Batch predict from video frames

I’m trying to classify video frames, and for that i need to create a batch from a sequence of frames and pass it to the model. currently am classifying frame by frame as following:

>        cap = cv2.VideoCapture(video_path)
>         _, frame=
>         frame = cv2.cvtColor(frame, cv2.COLOR_BGR2RGB)
>         img_t = pil2tensor(frame, np.float32)
>         img_t.div_(255.0)
>         image = Image(img_t)
>         pred = model.predict(image)

is there a way to create batch directly form frames, or to add them to a dataset and get the batch from it?

Thanks in advance

The way to go would be to create a custom Dataset that will load your data in init (if they fit in your memory) and to have getitem retrieves one video and its label.

Once you have done that, a standard DataLoader can be set with this Dataset object and your batch size.
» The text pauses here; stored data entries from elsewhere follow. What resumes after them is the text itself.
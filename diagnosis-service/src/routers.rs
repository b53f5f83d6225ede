//! Routers of the diagnostic graph. Pure functions of the case record.

use case_flow::Branch;

use crate::models::{AnalysisRecord, CaseRecord, Specialist};

#[derive(Debug, Clone, Copy, PartialEq, Eq)]
pub enum ChatDecision {
    StartChat,
    NoChatNeeded,
}

impl Branch for ChatDecision {
    fn label(&self) -> &'static str {
        match self {
            ChatDecision::StartChat => "start_chat",
            ChatDecision::NoChatNeeded => "no_chat_needed",
        }
    }
}

#[derive(Debug, Clone, Copy, PartialEq, Eq)]
pub enum ChatProgress {
    ContinueChat,
    EndChat,
}

impl Branch for ChatProgress {
    fn label(&self) -> &'static str {
        match self {
            ChatProgress::ContinueChat => "continue_chat",
            ChatProgress::EndChat => "end_chat",
        }
    }
}

#[derive(Debug, Clone, Copy, PartialEq, Eq)]
pub enum AnalysisDecision {
    AskMoreQuestions,
    EndProcess,
}

impl Branch for AnalysisDecision {
    fn label(&self) -> &'static str {
        match self {
            AnalysisDecision::AskMoreQuestions => "ask_more_questions",
            AnalysisDecision::EndProcess => "end_process",
        }
    }
}

impl Branch for Specialist {
    fn label(&self) -> &'static str {
        self.as_str()
    }
}

/// After question refinement: interview only when there is something to ask
pub fn decide_if_chat_needed(case: &CaseRecord) -> ChatDecision {
    if case.missing_information().is_empty() {
        ChatDecision::NoChatNeeded
    } else {
        ChatDecision::StartChat
    }
}

/// After each question: keep asking while the queue has entries
pub fn decide_to_continue_chat(case: &CaseRecord) -> ChatProgress {
    if case.question_queue.is_empty() {
        ChatProgress::EndChat
    } else {
        ChatProgress::ContinueChat
    }
}

pub fn route_to_specialist(case: &CaseRecord) -> Specialist {
    case.diagnosis_path.unwrap_or(Specialist::GeneralMedicine)
}

/// Loop back for more questions only on an explicit incomplete result that
/// names at least one question; everything else ends the process.
pub fn decide_after_analysis(case: &CaseRecord) -> AnalysisDecision {
    match &case.final_analysis {
        Some(AnalysisRecord::Incomplete {
            missing_information,
            ..
        }) if !missing_information.is_empty() => AnalysisDecision::AskMoreQuestions,
        Some(AnalysisRecord::Incomplete { .. })
        | Some(AnalysisRecord::Complete { .. })
        | Some(AnalysisRecord::Error { .. })
        | Some(AnalysisRecord::Pending { .. })
        | None => AnalysisDecision::EndProcess,
    }
}
//! Narrow interfaces to the collaborators the workflow steps call out to.
//!
//! Steps depend only on the traits here; production adapters live in the
//! submodules and tests substitute scripted implementations.

pub mod lab_summary;
pub mod reasoning;
pub mod report_pdf;

use async_trait::async_trait;
use serde_json::Value;
use thiserror::Error;

use crate::models::{LabResult, Specialist};

pub use lab_summary::OcrLabSummarizer;
pub use reasoning::{OpenRouterReasoner, ParseFailure, normalize_response, parse_response};
pub use report_pdf::PdfReportRenderer;

/// Failure of an external collaborator. Steps absorb these into the record.
#[derive(Error, Debug)]
pub enum PortError {
    #[error("reasoning service error: {0}")]
    Reasoning(String),

    #[error("configuration error: {0}")]
    Configuration(String),

    #[error("document error: {0}")]
    Document(String),

    #[error("rendering error: {0}")]
    Rendering(String),
}

/// Named tasks the reasoning service knows how to perform
#[derive(Debug, Clone, Copy, PartialEq, Eq)]
pub enum ReasoningTask {
    Intake,
    LabSummary,
    RefineQuestions,
    Triage,
    SpecialistAnalysis(Specialist),
    MedicalReport,
}

impl ReasoningTask {
    pub fn name(&self) -> String {
        match self {
            ReasoningTask::Intake => "intake".to_string(),
            ReasoningTask::LabSummary => "lab_summary".to_string(),
            ReasoningTask::RefineQuestions => "refine_questions".to_string(),
            ReasoningTask::Triage => "triage".to_string(),
            ReasoningTask::SpecialistAnalysis(specialist) => specialist.node_id().to_string(),
            ReasoningTask::MedicalReport => "medical_report".to_string(),
        }
    }
}

/// Reasoning service: returns raw text that is expected, not guaranteed, to be JSON
#[async_trait]
pub trait ReasoningPort: Send + Sync {
    async fn invoke(&self, task: ReasoningTask, arguments: Value) -> Result<String, PortError>;
}

/// Turns a lab document reference into a summary. Never fails: problems come
/// back as [`LabResult::Error`].
#[async_trait]
pub trait DocumentSummarizer: Send + Sync {
    async fn summarize(&self, label: &str, reference: &str) -> LabResult;
}

/// Renders the synthesized Markdown report and returns where it was stored
#[async_trait]
pub trait ReportRenderer: Send + Sync {
    async fn render(&self, markdown: &str) -> Result<String, PortError>;
}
PyTorch/FastAi will then automatically take care of generating your batches.

One example below:
Note: my dataset doesn’t fit in the (~1.5TB) so I load files in getitem

class SequenceDataset(Dataset):
    def __init__(self,
                 file_list: np.array = None,
                 list_labels: np.array = None) -> None:
        super(Dataset, self).__init__()
        self._list_sequence_file = file_list
        self.labels = list_labels

    def __getitem__(self, index) -> np.array:
        if index < len(self._list_sequence_file):
            sequence = np.load(self._list_sequence_file[index])
            sequence = sequence.astype(np.float)

            # Any needed normalization

            sequence = np.expand_dims(sequence, axis=0)
            sequence = torch.from_numpy(sequence).float()
            return sequence, labels[index]

        return None, None

    def __len__(self) -> int:
        return len(self._list_sequence_file)

@bennnun thanks for your answer i’ll try this,
but i was wondering since i’m using an exported model where should I (if needed) apply the transformation function tfms (for example the one that normalize the tensor) ?

@kyis, I don’t think (not sure though) that FastAi library is able to apply transformations on videos through the data bunch.

I think your best chance is to apply the needed transformations directly in the getitem function before returning the two tensors (videos + label).

@bennnun ok i’ll go with this way, many thanks :slight_smile: